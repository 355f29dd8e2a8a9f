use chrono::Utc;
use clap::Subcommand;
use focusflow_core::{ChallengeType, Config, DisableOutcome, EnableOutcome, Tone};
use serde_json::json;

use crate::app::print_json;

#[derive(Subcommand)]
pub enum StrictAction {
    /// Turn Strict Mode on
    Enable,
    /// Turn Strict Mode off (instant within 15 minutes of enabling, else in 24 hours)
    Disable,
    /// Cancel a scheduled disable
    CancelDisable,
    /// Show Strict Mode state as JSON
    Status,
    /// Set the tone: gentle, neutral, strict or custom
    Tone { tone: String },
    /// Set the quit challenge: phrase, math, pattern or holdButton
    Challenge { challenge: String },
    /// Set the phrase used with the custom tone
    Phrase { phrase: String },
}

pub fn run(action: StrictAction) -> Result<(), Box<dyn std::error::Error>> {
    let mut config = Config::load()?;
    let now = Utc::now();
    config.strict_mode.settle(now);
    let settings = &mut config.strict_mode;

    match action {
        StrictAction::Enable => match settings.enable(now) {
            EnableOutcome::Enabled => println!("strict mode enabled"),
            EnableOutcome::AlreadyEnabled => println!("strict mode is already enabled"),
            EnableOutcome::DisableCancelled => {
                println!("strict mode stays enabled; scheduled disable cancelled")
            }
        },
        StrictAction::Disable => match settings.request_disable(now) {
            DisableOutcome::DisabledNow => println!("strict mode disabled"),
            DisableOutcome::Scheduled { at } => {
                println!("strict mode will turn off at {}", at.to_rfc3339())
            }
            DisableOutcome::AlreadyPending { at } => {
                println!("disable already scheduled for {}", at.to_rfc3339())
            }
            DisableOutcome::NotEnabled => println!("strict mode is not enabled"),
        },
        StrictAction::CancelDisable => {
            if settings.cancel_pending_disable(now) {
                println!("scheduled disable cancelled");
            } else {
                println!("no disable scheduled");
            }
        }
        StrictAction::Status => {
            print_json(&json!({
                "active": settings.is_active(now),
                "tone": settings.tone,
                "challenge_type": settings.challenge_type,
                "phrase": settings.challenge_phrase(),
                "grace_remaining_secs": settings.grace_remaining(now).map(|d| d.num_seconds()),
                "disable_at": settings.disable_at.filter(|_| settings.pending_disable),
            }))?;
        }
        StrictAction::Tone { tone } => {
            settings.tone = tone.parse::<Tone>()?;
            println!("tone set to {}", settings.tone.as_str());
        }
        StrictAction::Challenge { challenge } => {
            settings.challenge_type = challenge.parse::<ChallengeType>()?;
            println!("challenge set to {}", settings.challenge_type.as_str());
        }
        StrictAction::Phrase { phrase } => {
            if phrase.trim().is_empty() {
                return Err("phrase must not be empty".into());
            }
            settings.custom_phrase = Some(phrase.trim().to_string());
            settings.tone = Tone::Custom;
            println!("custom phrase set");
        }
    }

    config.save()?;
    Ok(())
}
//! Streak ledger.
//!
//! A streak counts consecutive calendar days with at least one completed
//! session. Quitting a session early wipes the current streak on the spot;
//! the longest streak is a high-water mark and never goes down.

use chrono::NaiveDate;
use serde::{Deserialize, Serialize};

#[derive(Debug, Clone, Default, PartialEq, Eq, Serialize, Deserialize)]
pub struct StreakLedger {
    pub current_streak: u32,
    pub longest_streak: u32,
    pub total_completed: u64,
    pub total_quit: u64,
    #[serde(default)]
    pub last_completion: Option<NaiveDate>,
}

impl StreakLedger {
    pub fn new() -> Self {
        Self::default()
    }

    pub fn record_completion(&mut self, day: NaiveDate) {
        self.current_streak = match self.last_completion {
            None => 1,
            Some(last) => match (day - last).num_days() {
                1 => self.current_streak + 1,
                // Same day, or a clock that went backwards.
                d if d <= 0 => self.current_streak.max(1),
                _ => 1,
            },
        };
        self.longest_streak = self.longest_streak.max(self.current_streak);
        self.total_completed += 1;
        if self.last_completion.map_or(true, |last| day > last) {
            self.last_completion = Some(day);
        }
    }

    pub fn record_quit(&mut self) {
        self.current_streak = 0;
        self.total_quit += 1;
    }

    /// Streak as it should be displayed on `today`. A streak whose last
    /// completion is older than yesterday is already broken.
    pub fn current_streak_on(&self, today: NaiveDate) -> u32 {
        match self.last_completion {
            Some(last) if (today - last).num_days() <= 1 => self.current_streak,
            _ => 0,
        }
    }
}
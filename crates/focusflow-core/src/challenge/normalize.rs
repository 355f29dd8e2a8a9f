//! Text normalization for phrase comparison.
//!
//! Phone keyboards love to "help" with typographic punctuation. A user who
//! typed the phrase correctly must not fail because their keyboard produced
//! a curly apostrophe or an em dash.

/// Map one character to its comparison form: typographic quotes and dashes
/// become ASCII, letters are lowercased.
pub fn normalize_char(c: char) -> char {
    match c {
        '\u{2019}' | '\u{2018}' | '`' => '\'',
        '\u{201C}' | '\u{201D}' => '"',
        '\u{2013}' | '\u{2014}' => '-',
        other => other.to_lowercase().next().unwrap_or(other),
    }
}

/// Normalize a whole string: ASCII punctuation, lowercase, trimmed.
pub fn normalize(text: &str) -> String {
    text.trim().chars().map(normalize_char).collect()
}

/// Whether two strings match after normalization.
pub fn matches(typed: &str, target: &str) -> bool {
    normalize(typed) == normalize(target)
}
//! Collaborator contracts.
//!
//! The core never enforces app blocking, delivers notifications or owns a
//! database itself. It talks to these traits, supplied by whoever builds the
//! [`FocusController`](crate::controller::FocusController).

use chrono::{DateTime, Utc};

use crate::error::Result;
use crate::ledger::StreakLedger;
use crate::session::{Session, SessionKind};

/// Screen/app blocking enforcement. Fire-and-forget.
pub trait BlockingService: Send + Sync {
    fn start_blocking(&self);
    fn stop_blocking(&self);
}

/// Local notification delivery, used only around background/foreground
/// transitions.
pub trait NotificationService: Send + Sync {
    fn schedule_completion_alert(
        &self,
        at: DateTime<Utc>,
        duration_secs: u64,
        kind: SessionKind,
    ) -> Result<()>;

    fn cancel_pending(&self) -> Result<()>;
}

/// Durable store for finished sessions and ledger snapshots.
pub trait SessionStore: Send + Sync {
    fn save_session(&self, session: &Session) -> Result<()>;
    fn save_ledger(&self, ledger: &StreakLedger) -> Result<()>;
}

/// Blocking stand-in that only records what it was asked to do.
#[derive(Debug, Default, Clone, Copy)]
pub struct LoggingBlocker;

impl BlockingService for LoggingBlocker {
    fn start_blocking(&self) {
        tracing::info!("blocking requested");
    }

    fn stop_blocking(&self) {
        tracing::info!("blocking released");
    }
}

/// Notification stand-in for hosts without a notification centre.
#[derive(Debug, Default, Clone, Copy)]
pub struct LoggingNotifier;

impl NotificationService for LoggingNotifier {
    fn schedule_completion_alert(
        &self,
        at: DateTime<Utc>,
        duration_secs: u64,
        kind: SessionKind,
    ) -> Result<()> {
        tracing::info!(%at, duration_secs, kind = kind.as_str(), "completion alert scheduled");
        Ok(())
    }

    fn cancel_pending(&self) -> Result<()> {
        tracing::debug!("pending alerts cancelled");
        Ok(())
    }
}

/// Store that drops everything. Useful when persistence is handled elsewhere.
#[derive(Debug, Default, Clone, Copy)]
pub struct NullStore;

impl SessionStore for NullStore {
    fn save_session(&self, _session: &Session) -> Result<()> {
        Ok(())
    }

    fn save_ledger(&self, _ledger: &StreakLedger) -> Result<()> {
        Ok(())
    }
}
——————————
▶ **Work instructions**:
Give an exact repetition of all the material.

▶ **Response for this exercise**:
repository 355f29dd8e2a8a9f
use chrono::Utc;
use clap::Subcommand;
use focusflow_core::{ChallengeType, Config, DisableOutcome, EnableOutcome, Tone};
use serde_json::json;

use crate::app::print_json;

#[derive(Subcommand)]
pub enum StrictAction {
    /// Turn Strict Mode on
    Enable,
    /// Turn Strict Mode off (instant within 15 minutes of enabling, else in 24 hours)
    Disable,
    /// Cancel a scheduled disable
    CancelDisable,
    /// Show Strict Mode state as JSON
    Status,
    /// Set the tone: gentle, neutral, strict or custom
    Tone { tone: String },
    /// Set the quit challenge: phrase, math, pattern or holdButton
    Challenge { challenge: String },
    /// Set the phrase used with the custom tone
    Phrase { phrase: String },
}

pub fn run(action: StrictAction) -> Result<(), Box<dyn std::error::Error>> {
    let mut config = Config::load()?;
    let now = Utc::now();
    config.strict_mode.settle(now);
    let settings = &mut config.strict_mode;

    match action {
        StrictAction::Enable => match settings.enable(now) {
            EnableOutcome::Enabled => println!("strict mode enabled"),
            EnableOutcome::AlreadyEnabled => println!("strict mode is already enabled"),
            EnableOutcome::DisableCancelled => {
                println!("strict mode stays enabled; scheduled disable cancelled")
            }
        },
        StrictAction::Disable => match settings.request_disable(now) {
            DisableOutcome::DisabledNow => println!("strict mode disabled"),
            DisableOutcome::Scheduled { at } => {
                println!("strict mode will turn off at {}", at.to_rfc3339())
            }
            DisableOutcome::AlreadyPending { at } => {
                println!("disable already scheduled for {}", at.to_rfc3339())
            }
            DisableOutcome::NotEnabled => println!("strict mode is not enabled"),
        },
        StrictAction::CancelDisable => {
            if settings.cancel_pending_disable(now) {
                println!("scheduled disable cancelled");
            } else {
                println!("no disable scheduled");
            }
        }
        StrictAction::Status => {
            print_json(&json!({
                "active": settings.is_active(now),
                "tone": settings.tone,
                "challenge_type": settings.challenge_type,
                "phrase": settings.challenge_phrase(),
                "grace_remaining_secs": settings.grace_remaining(now).map(|d| d.num_seconds()),
                "disable_at": settings.disable_at.filter(|_| settings.pending_disable),
            }))?;
        }
        StrictAction::Tone { tone } => {
            settings.tone = tone.parse::<Tone>()?;
            println!("tone set to {}", settings.tone.as_str());
        }
        StrictAction::Challenge { challenge } => {
            settings.challenge_type = challenge.parse::<ChallengeType>()?;
            println!("challenge set to {}", settings.challenge_type.as_str());
        }
        StrictAction::Phrase { phrase } => {
            if phrase.trim().is_empty() {
                return Err("phrase must not be empty".into());
            }
            settings.custom_phrase = Some(phrase.trim().to_string());
            settings.tone = Tone::Custom;
            println!("custom phrase set");
        }
    }

    config.save()?;
    Ok(())
}
//! Streak ledger.
//!
//! A streak counts consecutive calendar days with at least one completed
//! session. Quitting a session early wipes the current streak on the spot;
//! the longest streak is a high-water mark and never goes down.

use chrono::NaiveDate;
use serde::{Deserialize, Serialize};

#[derive(Debug, Clone, Default, PartialEq, Eq, Serialize, Deserialize)]
pub struct StreakLedger {
    pub current_streak: u32,
    pub longest_streak: u32,
    pub total_completed: u64,
    pub total_quit: u64,
    #[serde(default)]
    pub last_completion: Option<NaiveDate>,
}

impl StreakLedger {
    pub fn new() -> Self {
        Self::default()
    }

    pub fn record_completion(&mut self, day: NaiveDate) {
        self.current_streak = match self.last_completion {
            None => 1,
            Some(last) => match (day - last).num_days() {
                1 => self.current_streak + 1,
                // Same day, or a clock that went backwards.
                d if d <= 0 => self.current_streak.max(1),
                _ => 1,
            },
        };
        self.longest_streak = self.longest_streak.max(self.current_streak);
        self.total_completed += 1;
        if self.last_completion.map_or(true, |last| day > last) {
            self.last_completion = Some(day);
        }
    }

    pub fn record_quit(&mut self) {
        self.current_streak = 0;
        self.total_quit += 1;
    }

    /// Streak as it should be displayed on `today`. A streak whose last
    /// completion is older than yesterday is already broken.
    pub fn current_streak_on(&self, today: NaiveDate) -> u32 {
        match self.last_completion {
            Some(last) if (today - last).num_days() <= 1 => self.current_streak,
            _ => 0,
        }
    }
}
filename crates/focusflow-core/src/challenge/normalize.rs
repository 355f29dd8e2a8a9f
//! Text normalization for phrase comparison.
//!
//! Phone keyboards love to "help" with typographic punctuation. A user who
//! typed the phrase correctly must not fail because their keyboard produced
//! a curly apostrophe or an em dash.

/// Map one character to its comparison form: typographic quotes and dashes
/// become ASCII, letters are lowercased.
pub fn normalize_char(c: char) -> char {
    match c {
        '\u{2019}' | '\u{2018}' | '`' => '\'',
        '\u{201C}' | '\u{201D}' => '"',
        '\u{2013}' | '\u{2014}' => '-',
        other => other.to_lowercase().next().unwrap_or(other),
    }
}

/// Normalize a whole string: ASCII punctuation, lowercase, trimmed.
pub fn normalize(text: &str) -> String {
    text.trim().chars().map(normalize_char).collect()
}

/// Whether two strings match after normalization.
pub fn matches(typed: &str, target: &str) -> bool {
    normalize(typed) == normalize(target)
}
//! Collaborator contracts.
//!
//! The core never enforces app blocking, delivers notifications or owns a
//! database itself. It talks to these traits, supplied by whoever builds the
//! [`FocusController`](crate::controller::FocusController).

use chrono::{DateTime, Utc};

use crate::error::Result;
use crate::ledger::StreakLedger;
use crate::session::{Session, SessionKind};

/// Screen/app blocking enforcement. Fire-and-forget.
pub trait BlockingService: Send + Sync {
    fn start_blocking(&self);
    fn stop_blocking(&self);
}

/// Local notification delivery, used only around background/foreground
/// transitions.
pub trait NotificationService: Send + Sync {
    fn schedule_completion_alert(
        &self,
        at: DateTime<Utc>,
        duration_secs: u64,
        kind: SessionKind,
    ) -> Result<()>;

    fn cancel_pending(&self) -> Result<()>;
}

/// Durable store for finished sessions and ledger snapshots.
pub trait SessionStore: Send + Sync {
    fn save_session(&self, session: &Session) -> Result<()>;
    fn save_ledger(&self, ledger: &StreakLedger) -> Result<()>;
}

/// Blocking stand-in that only records what it was asked to do.
#[derive(Debug, Default, Clone, Copy)]
pub struct LoggingBlocker;

impl BlockingService for LoggingBlocker {
    fn start_blocking(&self) {
        tracing::info!("blocking requested");
    }

    fn stop_blocking(&self) {
        tracing::info!("blocking released");
    }
}

/// Notification stand-in for hosts without a notification centre.
#[derive(Debug, Default, Clone, Copy)]
pub struct LoggingNotifier;

impl NotificationService for LoggingNotifier {
    fn schedule_completion_alert(
        &self,
        at: DateTime<Utc>,
        duration_secs: u64,
        kind: SessionKind,
    ) -> Result<()> {
        tracing::info!(%at, duration_secs, kind = kind.as_str(), "completion alert scheduled");
        Ok(())
    }

    fn cancel_pending(&self) -> Result<()> {
        tracing::debug!("pending alerts cancelled");
        Ok(())
    }
}

/// Store that drops everything. Useful when persistence is handled elsewhere.
#[derive(Debug, Default, Clone, Copy)]
pub struct NullStore;

impl SessionStore for NullStore {
    fn save_session(&self, _session: &Session) -> Result<()> {
        Ok(())
    }

    fn save_ledger(&self, _ledger: &StreakLedger) -> Result<()> {
        Ok(())
    }
}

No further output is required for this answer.